Over the last few months somehow I have found time to meet with 2 plastic surgeons for a breast reduction. One operates in the public medical system and one operates in the private medical system.
As with all big decisions, I’ve written a list comparing my options:
My decision on which doctor is pretty simple. If I had $12,000 I would absolutely use the private doctor. Both Mr. MPB and I liked him. We appreciated the time he spent with me. I love the idea of less scaring. But the fact is, I do not have $12,000 and even if I did I probably wouldn’t spend it on a surgery.
So, the doctor who works within the free public health system my doctor of choice.
But I will admit, I’m scared:
- The idea of having any surgery and having something go wrong and missing out on Baby MPB’s life petrifies me.
- I’m not excited about the scaring – so far everyone has told me it won’t be too bad and will definitely be worth it, but I’m still nervous about this.

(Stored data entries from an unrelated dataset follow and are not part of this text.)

pub mod download;
mod paths;

pub use paths::{default_hub_root, fallback_model_root, missing_model_files, resolve_model_dir};

use crate::asr::ModelConfig;

const HF_ENDPOINT: &str = "https://huggingface.co";
const HF_ENDPOINT_ENV: &str = "HF_ENDPOINT";

const PARAKEET_FILES: &[&str] = &[
    "encoder-model.int8.onnx",
    "decoder_joint-model.int8.onnx",
    "nemo128.onnx",
    "vocab.txt",
];

/// 30 s windows over 375 encoder positions, 80 ms per frame.
const PARAKEET_CONFIG: ModelConfig = ModelConfig {
    chunk_length: 30.0,
    max_source_positions: Some(375),
    sampling_rate: 16_000,
};

/// A downloadable model: where it lives and what it needs on disk.
#[derive(Debug)]
pub struct ModelSpec {
    pub id: &'static str,
    pub repo: &'static str,
    pub files: &'static [&'static str],
    config: ModelConfig,
}

impl ModelSpec {
    pub fn config(&self) -> ModelConfig {
        self.config.clone()
    }

    /// Directory name used by the Hugging Face hub cache.
    pub fn cache_dir_name(&self) -> String {
        format!("models--{}", self.repo.replace('/', "--"))
    }

    pub fn base_url(&self) -> String {
        let endpoint = std::env::var(HF_ENDPOINT_ENV)
            .ok()
            .filter(|v| !v.trim().is_empty())
            .unwrap_or_else(|| HF_ENDPOINT.to_string());
        format!("{}/{}/resolve/main", endpoint.trim_end_matches('/'), self.repo)
    }
}

pub static REGISTRY: &[ModelSpec] = &[
    ModelSpec {
        id: "parakeet-tdt-0.6b-v3",
        repo: "istupakov/parakeet-tdt-0.6b-v3-onnx",
        files: PARAKEET_FILES,
        config: PARAKEET_CONFIG,
    },
    ModelSpec {
        id: "parakeet-tdt-0.6b-v2",
        repo: "istupakov/parakeet-tdt-0.6b-v2-onnx",
        files: PARAKEET_FILES,
        config: PARAKEET_CONFIG,
    },
];

pub const DEFAULT_MODEL_ID: &str = "parakeet-tdt-0.6b-v3";

pub fn lookup(model_id: &str) -> Option<&'static ModelSpec> {
    REGISTRY.iter().find(|spec| spec.id == model_id)
}
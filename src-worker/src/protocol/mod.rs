//! Messages exchanged between the host and the inference worker.
//!
//! Every worker message travels inside an [`Envelope`] that names the session
//! it belongs to, so a host can tell a late message from an earlier request
//! apart from the one it is currently waiting on.

use std::fmt;

use serde::{Deserialize, Serialize};

/// Identifies one inference request end to end.
#[derive(Debug, Clone, Copy, PartialEq, Eq, Hash, PartialOrd, Ord, Serialize, Deserialize)]
#[serde(transparent)]
pub struct SessionId(pub u64);

impl SessionId {
    pub fn next(self) -> Self {
        Self(self.0.wrapping_add(1))
    }
}

impl fmt::Display for SessionId {
    fn fmt(&self, f: &mut fmt::Formatter<'_>) -> fmt::Result {
        write!(f, "#{}", self.0)
    }
}

/// Host → worker.
#[derive(Debug, Clone, PartialEq, Serialize, Deserialize)]
#[serde(tag = "type", rename_all = "snake_case")]
pub enum HostMessage {
    InferenceRequest {
        session: SessionId,
        audio: Vec<f32>,
        model_id: String,
    },
    #[serde(other)]
    Unknown,
}

impl HostMessage {
    pub fn kind(&self) -> &'static str {
        match self {
            Self::InferenceRequest { .. } => "inference_request",
            Self::Unknown => "unknown",
        }
    }
}

/// One tick of a model weight download.
#[derive(Debug, Clone, PartialEq, Serialize, Deserialize)]
pub struct ProgressEvent {
    pub file: String,
    /// Fraction of `file` fetched so far, in `0.0..=1.0`.
    pub progress: f64,
    pub loaded: u64,
    pub total: u64,
}

impl ProgressEvent {
    pub fn new(file: impl Into<String>, loaded: u64, total: u64) -> Self {
        let progress = if total == 0 {
            0.0
        } else {
            (loaded as f64 / total as f64).clamp(0.0, 1.0)
        };
        Self {
            file: file.into(),
            progress,
            loaded,
            total,
        }
    }
}

#[derive(Debug, Clone, Copy, PartialEq, Eq, Serialize, Deserialize)]
#[serde(rename_all = "snake_case")]
pub enum LoadingStatus {
    Loading,
    Success,
    Error,
}

/// A reconciled transcript segment, in whole seconds.
#[derive(Debug, Clone, PartialEq, Eq, Serialize, Deserialize)]
pub struct ProcessedChunk {
    pub index: usize,
    pub text: String,
    pub start: u32,
    pub end: u32,
}

#[derive(Debug, Clone, PartialEq, Eq, Serialize, Deserialize)]
pub struct TranscriptUpdate {
    pub results: Vec<ProcessedChunk>,
    pub is_done: bool,
    pub completed_until: u32,
}

/// Preview of the text currently being decoded. `end` stays unresolved
/// until the next chunk boundary replaces the preview.
#[derive(Debug, Clone, PartialEq, Eq, Serialize, Deserialize)]
pub struct PartialTranscript {
    pub text: String,
    pub start: u32,
    #[serde(default, skip_serializing_if = "Option::is_none")]
    pub end: Option<u32>,
}

/// Worker → host.
#[derive(Debug, Clone, PartialEq, Serialize, Deserialize)]
#[serde(tag = "type", rename_all = "snake_case")]
pub enum WorkerMessage {
    Downloading(ProgressEvent),
    Loading {
        status: LoadingStatus,
        #[serde(default, skip_serializing_if = "Option::is_none")]
        message: Option<String>,
    },
    Result(TranscriptUpdate),
    PartialResult {
        result: PartialTranscript,
    },
    InferenceDone,
    Error {
        message: String,
    },
    #[serde(other)]
    Unknown,
}

impl WorkerMessage {
    pub fn loading(status: LoadingStatus) -> Self {
        Self::Loading {
            status,
            message: None,
        }
    }

    pub fn error(message: impl Into<String>) -> Self {
        Self::Error {
            message: message.into(),
        }
    }

    pub fn kind(&self) -> &'static str {
        match self {
            Self::Downloading(_) => "downloading",
            Self::Loading { .. } => "loading",
            Self::Result(_) => "result",
            Self::PartialResult { .. } => "partial_result",
            Self::InferenceDone => "inference_done",
            Self::Error { .. } => "error",
            Self::Unknown => "unknown",
        }
    }

    /// Whether no further messages follow for the same session.
    pub fn is_terminal(&self) -> bool {
        matches!(
            self,
            Self::InferenceDone
                | Self::Error { .. }
                | Self::Loading {
                    status: LoadingStatus::Error,
                    ..
                }
        )
    }
}

#[derive(Debug, Clone, PartialEq, Serialize, Deserialize)]
pub struct Envelope {
    pub session: SessionId,
    #[serde(flatten)]
    pub message: WorkerMessage,
}

impl Envelope {
    pub fn new(session: SessionId, message: WorkerMessage) -> Self {
        Self { session, message }
    }
}

#[cfg(test)]
mod tests {
    use super::*;

    #[test]
    fn progress_fraction_is_clamped() {
        assert_eq!(ProgressEvent::new("a", 5, 10).progress, 0.5);
        assert_eq!(ProgressEvent::new("a", 20, 10).progress, 1.0);
        assert_eq!(ProgressEvent::new("a", 20, 0).progress, 0.0);
    }

    #[test]
    fn envelope_wire_shape_is_flat() {
        let env = Envelope::new(SessionId(3), WorkerMessage::InferenceDone);
        let json = serde_json::to_value(&env).unwrap();
        assert_eq!(json, serde_json::json!({"session": 3, "type": "inference_done"}));
    }

    #[test]
    fn partial_result_omits_unresolved_end() {
        let msg = WorkerMessage::PartialResult {
            result: PartialTranscript {
                text: "hello".into(),
                start: 4,
                end: None,
            },
        };
        let json = serde_json::to_value(&msg).unwrap();
        assert!(json["result"].get("end").is_none());
    }

    #[test]
    fn terminal_kinds() {
        assert!(WorkerMessage::InferenceDone.is_terminal());
        assert!(WorkerMessage::error("x").is_terminal());
        assert!(!WorkerMessage::loading(LoadingStatus::Success).is_terminal());
        assert!(!WorkerMessage::Unknown.is_terminal());
    }
}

- What if I’m the rare circumstance where infection or necrosis (skin or nipple loss due to diminished circulation of the skin) occurs, that will suck! And since I’m always the one who falls on the wrong side of the statistics I cannot help but worry.
- Not being able to lift Baby MPB for a few weeks. Honestly, I hate the thought of this, especially knowing how hard it was when I was sick for me to not be able to care for him, but also for Mr. MPB to have to do everything. But, I also know getting this surgery now while he is so little will be so much easier then when he’s 2 or 3. Actually, the public doctor highly recommended I get it ASAP because of his age and the fact that I’ll be able to lift him about a week after the surgery and I won’t have to worry about him knocking into me.
- I’m worried Mr. MPB will not like the end result. Heck, I’m worried I wont like the end result. Maybe I’ll be one of the people who scar horribly or they’ll end up too small.
All my fears aside, at this point in time I’m committed to doing this. I firmly believe it will make a going to improve my personal quality of life. I firmly believe my back won’t bother me as much and exercise will be easier.
And so, my surgery is scheduled for the end of August!